Magic In Just One Word

I recently heard a little technique that has had a relatively powerful effect on my attitude and mood at times when I’ve needed it.  It came from a woman in one of the groups I am fortunate to facilitate. (If there’s an original author who should get credit, I apologize, I did my best to find you via Google). This tool is quick, involves just one word, but takes me from a feeling of obligation and low enthusiasm to a feeling of gratitude and enthusiasm.  The word is “get” and replaces the word “have” in this simple sentence: “I get to” versus “I have to”. (Hand to head in explosion gesture!)

Here’s the magic:  I am driving home from work pretty tired.  I suddenly realize that I never made it to the grocery store over the weekend and have very little with which to make dinner. Worse yet, we’re out of coffee for the morning.  I feel a heaviness in my already worn out body as I tell myself, “You have to go to the grocery store.” I imagine the busy parking lot, the annoyance at how long it takes to think about and find what I need, the long line at check out and feel a sense of dread.  I picture this exhausting scenario versus just going straight home to take off my heels and lounge on the couch. I feel annoyed and obligated, burdened and resentful.

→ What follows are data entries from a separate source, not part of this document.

use std::cmp::Ordering;
use std::collections::BinaryHeap;

use log::debug;

use crate::error::SearchError;
use crate::grid::{Grid, Point};

/// Topology the search runs over: a node type, weighted moves out of a node,
/// and dense per-node scratch storage.
pub trait Map {
    /// The type that can be used to reference nodes in the map
    type Node: Copy + Eq + 'static;

    /// The type that the map uses for search-local storage
    type Storage<T: Default + Copy + 'static>: MapStorage<T, Node = Self::Node>;

    /// Return an iterator over the neighbors of the provided node and the
    /// cost required to step there
    fn neighbors_of(&self, node: Self::Node) -> impl Iterator<Item = (Self::Node, usize)>;

    /// Create a storage for values of type T
    fn create_storage<T: Default + Copy + 'static>(&self) -> Self::Storage<T>;
}

pub trait MapStorage<T> {
    type Node: Copy + Eq + 'static;

    fn get(&self, node: Self::Node) -> T;
    fn get_mut(&mut self, node: Self::Node) -> &mut T;
}

/// Best-known way to a node: accumulated cost plus the node it was entered
/// from. `from` is `None` exactly for the start node.
#[derive(Clone, Copy, Debug, PartialEq, Eq)]
pub struct Reached<R> {
    pub cost: usize,
    pub from: Option<R>,
}

/// A frontier entry. Ordered by cost alone.
#[derive(Debug)]
struct Candidate<R> {
    cost: usize,
    node: R,
}

impl<R> Ord for Candidate<R> {
    fn cmp(&self, other: &Self) -> Ordering {
        self.cost.cmp(&other.cost).reverse() // reverse for BinaryHeap to be a min-heap
    }
}

impl<R> PartialOrd for Candidate<R> {
    fn partial_cmp(&self, other: &Candidate<R>) -> Option<Ordering> {
        Some(self.cmp(other))
    }
}

impl<R> PartialEq for Candidate<R> {
    fn eq(&self, other: &Candidate<R>) -> bool {
        self.cost == other.cost
    }
}

impl<R> Eq for Candidate<R> {}

#[derive(Debug, PartialEq, Clone, Eq)]
pub struct PathResult<R> {
    pub path: Vec<R>,
    pub start: R,
    pub goal: R,
    pub total_cost: usize,
}

#[derive(Debug, Clone, PartialEq, Eq)]
pub enum SearchState<R> {
    Running,
    Exhausted,
    Complete(PathResult<R>),
}

/// Uniform-cost search driven one frontier pop at a time.
///
/// `start` and `goal` must be nodes of the map the finder is stepped with.
/// Costs of reachable cells are strictly positive, so a node's cost is final
/// the first time it is popped unstale.
pub struct PathFinder<M: Map> {
    start: M::Node,
    goal: M::Node,
    visited: M::Storage<Option<Reached<M::Node>>>,
    frontier: BinaryHeap<Candidate<M::Node>>,
    state: SearchState<M::Node>,
}

impl<M: Map> PathFinder<M> {
    pub fn new(
        start: M::Node,
        goal: M::Node,
        mut visited: M::Storage<Option<Reached<M::Node>>>,
    ) -> Self {
        *visited.get_mut(start) = Some(Reached {
            cost: 0,
            from: None,
        });
        Self {
            start,
            goal,
            visited,
            frontier: BinaryHeap::from([Candidate {
                cost: 0,
                node: start,
            }]),
            state: SearchState::Running,
        }
    }

    /// Runs the search to one of its terminal states.
    pub fn finish(mut self, map: &M) -> Result<SearchState<M::Node>, SearchError> {
        loop {
            match self.step(map)? {
                SearchState::Running => {}
                state => return Ok(state),
            }
        }
    }

    /// Processes a single frontier pop.
    pub fn step(&mut self, map: &M) -> Result<SearchState<M::Node>, SearchError> {
        if self.state != SearchState::Running {
            return Ok(self.state.clone());
        }

        let Some(visit) = self.frontier.pop() else {
            self.state = SearchState::Exhausted;
            return Ok(self.state.clone());
        };

        // An entry superseded by a later, cheaper relaxation is stale and is
        // dropped here rather than being removed from the heap on update.
        match self.visited.get(visit.node) {
            Some(reached) if reached.cost < visit.cost => return Ok(self.state.clone()),
            _ => {}
        }

        if visit.node == self.goal {
            let path = reconstruct(&self.visited, self.start, self.goal)?;
            debug!(
                "route found: {} node(s), total cost {}",
                path.len(),
                visit.cost
            );
            self.state = SearchState::Complete(PathResult {
                path,
                start: self.start,
                goal: self.goal,
                total_cost: visit.cost,
            });
            return Ok(self.state.clone());
        }

        for (node, step_cost) in map.neighbors_of(visit.node) {
            let candidate = visit.cost + step_cost;
            let better = match self.visited.get(node) {
                None => true,
                Some(reached) => candidate < reached.cost,
            };
            if better {
                *self.visited.get_mut(node) = Some(Reached {
                    cost: candidate,
                    from: Some(visit.node),
                });
                self.frontier.push(Candidate {
                    cost: candidate,
                    node,
                });
            }
        }

        Ok(self.state.clone())
    }
}

/// Walks the reached records backward from `goal` and returns the node
/// sequence start-to-goal inclusive.
///
/// A node without a record, or without a predecessor before `start` is
/// reached, means the records were not produced by a completed search over
/// the same endpoints; that breaks off with [`SearchError::BrokenTrail`].
pub fn reconstruct<R, S>(visited: &S, start: R, goal: R) -> Result<Vec<R>, SearchError>
where
    R: Copy + Eq + 'static,
    S: MapStorage<Option<Reached<R>>, Node = R>,
{
    let mut path = vec![goal];
    let mut current = goal;

    while current != start {
        let Some(Reached {
            from: Some(from), ..
        }) = visited.get(current)
        else {
            return Err(SearchError::BrokenTrail);
        };
        path.push(from);
        current = from;
    }

    path.reverse();
    Ok(path)
}

/// Validates the endpoints and runs the search to completion over a maze.
///
/// The total cost of the returned path is the sum of the costs of all entered
/// cells; the start cell's own cost is never charged.
pub fn find_path(grid: &Grid, start: Point, goal: Point) -> Result<PathResult<Point>, SearchError> {
    for point in [start, goal] {
        if !grid.contains(point) {
            return Err(SearchError::OutOfBounds(point));
        }
        if !grid.is_open(point) {
            return Err(SearchError::BlockedEndpoint(point));
        }
    }

    match PathFinder::new(start, goal, grid.create_storage()).finish(grid)? {
        SearchState::Complete(result) => Ok(result),
        _ => Err(SearchError::NoRoute { start, goal }),
    }
}

#[cfg(test)]
mod test {
    use super::*;
    use crate::grid::CellStorage;

    fn p(row: usize, col: usize) -> Point {
        Point { row, col }
    }

    /// A ring corridor with a closed-off branch in the middle; `center` sets
    /// the cost of the cell at (3, 2) that can open a shortcut through it.
    fn corridor_maze(center: usize) -> Grid {
        Grid::from_costs(
            7,
            7,
            vec![
                vec![0, 0, 0, 0, 0, 0, 0],
                vec![0, 1, 0, 0, 0, 1, 0],
                vec![0, 1, 0, 0, 0, 1, 0],
                vec![0, 1, center, 1, 1, 1, 0],
                vec![0, 1, 0, 1, 0, 0, 0],
                vec![0, 1, 1, 1, 1, 1, 1],
                vec![0, 0, 0, 0, 0, 0, 0],
            ],
        )
        .unwrap()
    }

    #[test]
    fn basic_route() {
        let result = find_path(&corridor_maze(0), p(1, 1), p(1, 5)).unwrap();

        assert_eq!(result.total_cost, 12);
        assert_eq!(result.path.first(), Some(&p(1, 1)));
        assert_eq!(result.path.last(), Some(&p(1, 5)));
    }

    #[test]
    fn shortcut_wins_only_while_cheap() {
        // cheap shortcut through the center
        assert!(matches!(
            find_path(&corridor_maze(2), p(1, 1), p(1, 5)),
            Ok(PathResult { total_cost: 9, .. })
        ));

        // costlier, but still better than the ring
        assert!(matches!(
            find_path(&corridor_maze(4), p(1, 1), p(1, 5)),
            Ok(PathResult { total_cost: 11, .. })
        ));

        // too expensive, the long way around wins again
        assert!(matches!(
            find_path(&corridor_maze(10), p(1, 1), p(1, 5)),
            Ok(PathResult { total_cost: 12, .. })
        ));
    }

    #[test]
    fn two_by_two_costs_two() {
        let grid = Grid::from_costs(2, 2, vec![vec![1, 1], vec![1, 1]]).unwrap();

        let result = find_path(&grid, p(0, 0), p(1, 1)).unwrap();

        assert_eq!(result.path.len(), 3);
        assert_eq!(result.total_cost, 2);
        assert_eq!(result.path.first(), Some(&p(0, 0)));
        assert_eq!(result.path.last(), Some(&p(1, 1)));
    }

    #[test]
    fn blocked_corridor_has_no_route() {
        let grid = Grid::from_costs(1, 3, vec![vec![1, 0, 1]]).unwrap();

        assert_eq!(
            find_path(&grid, p(0, 0), p(0, 2)),
            Err(SearchError::NoRoute {
                start: p(0, 0),
                goal: p(0, 2),
            })
        );
    }

    #[test]
    fn walled_off_region_has_no_route() {
        let grid =
            Grid::from_costs(3, 3, vec![vec![1, 0, 1], vec![0, 0, 1], vec![1, 1, 1]]).unwrap();

        assert!(matches!(
            find_path(&grid, p(0, 0), p(2, 2)),
            Err(SearchError::NoRoute { .. })
        ));
    }

    #[test]
    fn wall_endpoints_are_rejected_up_front() {
        let grid = Grid::from_costs(2, 2, vec![vec![0, 1], vec![1, 1]]).unwrap();

        assert_eq!(
            find_path(&grid, p(0, 0), p(1, 1)),
            Err(SearchError::BlockedEndpoint(p(0, 0)))
        );
        assert_eq!(
            find_path(&grid, p(1, 1), p(0, 0)),
            Err(SearchError::BlockedEndpoint(p(0, 0)))
        );
    }

    #[test]
    fn out_of_bounds_endpoints_are_rejected_up_front() {
        let grid = Grid::from_costs(2, 2, vec![vec![1, 1], vec![1, 1]]).unwrap();

        assert_eq!(
            find_path(&grid, p(5, 0), p(1, 1)),
            Err(SearchError::OutOfBounds(p(5, 0)))
        );
        assert_eq!(
            find_path(&grid, p(0, 0), p(0, 2)),
            Err(SearchError::OutOfBounds(p(0, 2)))
        );
    }

    #[test]
    fn start_equals_goal() {
        let grid = Grid::from_costs(2, 2, vec![vec![1, 1], vec![1, 1]]).unwrap();

        let result = find_path(&grid, p(1, 0), p(1, 0)).unwrap();

        assert_eq!(result.path, vec![p(1, 0)]);
        assert_eq!(result.total_cost, 0);
    }

    #[test]
    fn expensive_cells_force_a_detour() {
        let grid =
            Grid::from_costs(3, 3, vec![vec![1, 9, 1], vec![1, 9, 1], vec![1, 1, 1]]).unwrap();

        let result = find_path(&grid, p(0, 0), p(0, 2)).unwrap();

        assert_eq!(result.total_cost, 6);
        assert_eq!(result.path.len(), 7);
        assert!(!result.path.contains(&p(0, 1)));
        assert!(!result.path.contains(&p(1, 1)));
    }

    #[test]
    fn consecutive_path_nodes_are_adjacent() {
        let result = find_path(&corridor_maze(2), p(1, 1), p(1, 5)).unwrap();

        for pair in result.path.windows(2) {
            let row_delta = pair[0].row.abs_diff(pair[1].row);
            let col_delta = pair[0].col.abs_diff(pair[1].col);
            assert_eq!(row_delta + col_delta, 1, "{} -> {}", pair[0], pair[1]);
        }
    }

    #[test]
    fn repeated_searches_agree_on_cost() {
        let grid = corridor_maze(4);

        let first = find_path(&grid, p(1, 1), p(1, 5)).unwrap();
        let second = find_path(&grid, p(1, 1), p(1, 5)).unwrap();

        assert_eq!(first.total_cost, second.total_cost);
    }

    #[test]
    fn stepping_reaches_the_same_result() {
        let grid = corridor_maze(0);
        let mut finder = PathFinder::new(p(1, 1), p(1, 5), grid.create_storage());

        loop {
            match finder.step(&grid).unwrap() {
                SearchState::Running => {}
                SearchState::Exhausted => panic!("route exists"),
                SearchState::Complete(result) => {
                    assert_eq!(result.total_cost, 12);
                    break;
                }
            }
        }
    }

    #[test]
    fn backtracking_needs_an_unbroken_trail() {
        let grid = Grid::from_costs(2, 2, vec![vec![1, 1], vec![1, 1]]).unwrap();

        // goal was recorded, but its predecessor never was
        let mut visited: CellStorage<Option<Reached<Point>>> = grid.create_storage();
        *visited.get_mut(p(1, 1)) = Some(Reached {
            cost: 2,
            from: Some(p(0, 1)),
        });

        assert_eq!(
            reconstruct(&visited, p(0, 0), p(1, 1)),
            Err(SearchError::BrokenTrail)
        );
    }
}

Then I wave the wand by substituting the word “get” for “have” and say out loud, “You GET to go the grocery store.”  I know it sounds so hokey, but it suddenly shifts my energy. I’m suddenly thinking about all the fresh produce I am so lucky to have available here in Sonoma County.  I think of all the work that has gone into the production of the food and other items I will consume. I begin to think more creatively about what I might make for dinner and don’t take for granted that I can just walk in and purchase what I need to satisfy my hunger. I am now in a frame of mind of appreciation and bounty, gratitude and openness.

It doesn’t work every time to that degree, but each time I’ve tried it (I experimented with it for a month before feeling good about writing about it), I always find something good about what I “have” to do that makes me feel more open.  With a change in that one little word I move from an attitude of victimhood to a feeling of privilege; from looking at what is negative about what I’m about to do to looking at what is positive. I see each activity in my life for the choice it really is rather than the obligation.  

As someone who enjoys both reading and writing, I am a lover of words. I often reflect on the choice of language and what it means in my writing and in my work with people as a facilitator of self expression and communication.  But every once in a while an example of the power of vocabulary comes along and rocks my world (yes, I know, I am old.) It’s the closest thing to magic or miracle I know. So please, give it a try and see what it does for you.  I promise, there’s no danger, no side effects, and it doesn’t cost you a penny. And since it’s all in your mind, you never have to worry about leaving your wand or magic hat at home!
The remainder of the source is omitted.